On Science-Religion Conflicts

Conflicts between the adherents of rational/naturalistic modes and those inclined to magic and mystery have existed at all times. In ancient Greece, Anaxagoras was prosecuted for his impiety. In ancient China, the works of Mo-Ti were fed to the flames because he was too much of a scientific philosopher. The materialist Carvaka was vilified in ancient India. Scientific heretics have had to face the wrath of traditionalists in practically every culture. The fate of Galileo was not a unique phenomenon in human history.
When inquisitions, excommunication, and book-burning became no longer fashionable (in scientifically awakened societies), and it was becoming ever more difficult to challenge on logical grounds the scientific mode of comprehending the world, the devotees of supernaturalism started to argue, in the spirit of if you can’t beat ‘em join ‘em, that religion and science were perfectly compatible and complementary. Modern apologists of non-Christian traditions have followed suit, suggesting that there has never been any conflict between science and religion in their own traditions. Thus, enlightened advocates have been ably pointing to the commonalty between science and the particular theologies to which they subscribe, albeit in appropriately modified and nebulous versions of the same. Their goal has quite simply been to make the world views of their favored revered texts as compatible as possible with the scientific tenets of the age.
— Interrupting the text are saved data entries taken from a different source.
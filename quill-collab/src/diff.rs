//! Edit inference from two buffer snapshots.
//!
//! The observer only ever sees the buffer before and after a quiet period,
//! so the edit that happened in between has to be guessed. Two strategies:
//!
//! - [`DiffStrategy::Snapshot`] ships the whole text whenever it changed.
//!   Always correct, costs the most bandwidth.
//! - [`DiffStrategy::SingleEdit`] assumes exactly one edit anchored at the
//!   caret and compares lengths:
//!
//! ```text
//!   grew by 1     →  Insert(caret - 1, inserted char)
//!   grew by k > 1 →  gap (paste, autocomplete)
//!   shrank        →  Delete(caret)
//!   same length   →  gap (replace of equal length)
//! ```
//!
//! The caret is the one at evaluation time. A burst of typing with caret
//! movement inside one debounce window can therefore infer the wrong
//! position. Under [`GapPolicy::Strict`] that wrong operation is sent as is;
//! [`GapPolicy::SnapshotFallback`] verifies the inferred operation against
//! the snapshots and ships the full text instead when it does not
//! reproduce the current text.

use std::cmp::Ordering;

use serde::{Deserialize, Serialize};

use crate::buffer::BufferSnapshot;
use crate::document::CanonicalDocument;

/// One edit to transmit.
#[derive(Debug, Clone, PartialEq, Eq)]
pub enum EditOperation {
    FullReplace { text: String },
    Insert { pos: usize, ch: char },
    Delete { pos: usize },
}

impl EditOperation {
    /// Apply the operation to `text`, or `None` when the position is out of range.
    pub fn apply_to(&self, text: &str) -> Option<String> {
        match self {
            Self::FullReplace { text } => Some(text.clone()),
            Self::Insert { pos, ch } => {
                let mut doc = CanonicalDocument::from_text(text);
                doc.insert(*pos, *ch).ok()?;
                Some(doc.text())
            }
            Self::Delete { pos } => {
                let mut doc = CanonicalDocument::from_text(text);
                doc.delete(*pos).ok()?;
                Some(doc.text())
            }
        }
    }
}

/// How inference gaps are resolved under [`DiffStrategy::SingleEdit`].
#[derive(Debug, Clone, Copy, Default, PartialEq, Eq, Serialize, Deserialize)]
#[serde(rename_all = "snake_case")]
pub enum GapPolicy {
    /// Drop what cannot be expressed as one insert or delete.
    Strict,
    /// Ship `FullReplace` for anything single-edit inference cannot express.
    #[default]
    SnapshotFallback,
}

#[derive(Debug, Clone, Copy, Default, PartialEq, Eq, Serialize, Deserialize)]
#[serde(rename_all = "snake_case")]
pub enum DiffStrategy {
    #[default]
    Snapshot,
    SingleEdit(GapPolicy),
}

/// Infer the operation that turned `prev` into `curr`.
///
/// Returns `None` when the text is unchanged, and under
/// [`GapPolicy::Strict`] when the change is not a single-char insert or a
/// shrink.
pub fn compute_operation(
    prev: &BufferSnapshot,
    curr: &BufferSnapshot,
    strategy: DiffStrategy,
) -> Option<EditOperation> {
    if prev.text == curr.text {
        return None;
    }
    match strategy {
        DiffStrategy::Snapshot => Some(full_replace(curr)),
        DiffStrategy::SingleEdit(policy) => infer_single_edit(prev, curr, policy),
    }
}

fn full_replace(curr: &BufferSnapshot) -> EditOperation {
    EditOperation::FullReplace {
        text: curr.text.clone(),
    }
}

fn infer_single_edit(
    prev: &BufferSnapshot,
    curr: &BufferSnapshot,
    policy: GapPolicy,
) -> Option<EditOperation> {
    let gap = || match policy {
        GapPolicy::Strict => None,
        GapPolicy::SnapshotFallback => Some(full_replace(curr)),
    };

    let prev_len = prev.char_len();
    let curr_len = curr.char_len();

    let op = match curr_len.cmp(&prev_len) {
        Ordering::Greater => {
            let grown = curr_len - prev_len;
            let Some(pos) = curr.caret.checked_sub(grown) else {
                return gap();
            };
            let mut inserted = curr.text.chars().skip(pos).take(grown);
            match (inserted.next(), inserted.next()) {
                (Some(ch), None) if grown == 1 => EditOperation::Insert { pos, ch },
                _ => return gap(),
            }
        }
        Ordering::Less => {
            if policy == GapPolicy::SnapshotFallback && prev_len - curr_len > 1 {
                return gap();
            }
            EditOperation::Delete { pos: curr.caret }
        }
        Ordering::Equal => return gap(),
    };

    if policy == GapPolicy::SnapshotFallback
        && op.apply_to(&prev.text).as_deref() != Some(curr.text.as_str())
    {
        return gap();
    }
    Some(op)
}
Given that, for the non-Western world, modern science is of alien vintage, and seeing the sorry spectacle of pollution, crimes and climbing divorce rates in industrialized countries, some argue that Western science, based on materialistic values and leading to exploitation of nature, may have much to learn from non-Western cultures wherein the sacredness of Nature, harmony and other wholesome ecological insights have always been the guiding principles. In this context, a few popularizers of science have been propagating the thesis that the esoteric epistemology of current fundamental physics is merely a re-formulation of ancient mystical aphorisms.
While this happy marriage between science and mysticism is being conducted, another ancient school of thought still survives. Its goal is to demonstrate that scientific knowledge (a) is not reliable; (b) that even if it were, it is certainly not more reliable than religious knowledge; (c) that it is not as objective as it is claimed to be; and (d) that it is potentially dangerous.
Already in the 16th century, Cornelius Agrippa warned that “there is nothing more deadly than to be, as it were, rationally mad.” From George Berkeley in the 18th century who wrote The Analyst as “a discourse addressed to an infidel mathematician wherein it is examined whether the object, principles, and inferences of the modern analysis are more distinctly conceived, or more certainly deducted, than religious mysteries and points of faith,” to the modern philosopher who regards science as “conspicuous, noisy, and impudent”, there have been any number of intelligent thinkers who have reveled and rejoiced in exposing the limitations of the scientific enterprise.
Scientists in their professional work are generally indifferent to these noises, so science marches on with its thousand strides. They recognize, often at a deeper level than some of their harshest critics, what the scope and limitations of science are. Few serious scientists would claim that science’s views of the world are absolute or ultimate. Unfortunately, the scientific enterprise also adamantly refuses to pay homage to unscientific endeavors to explain the world, let alone solve our material problems. This provokes the wrath of the anti-science crowds.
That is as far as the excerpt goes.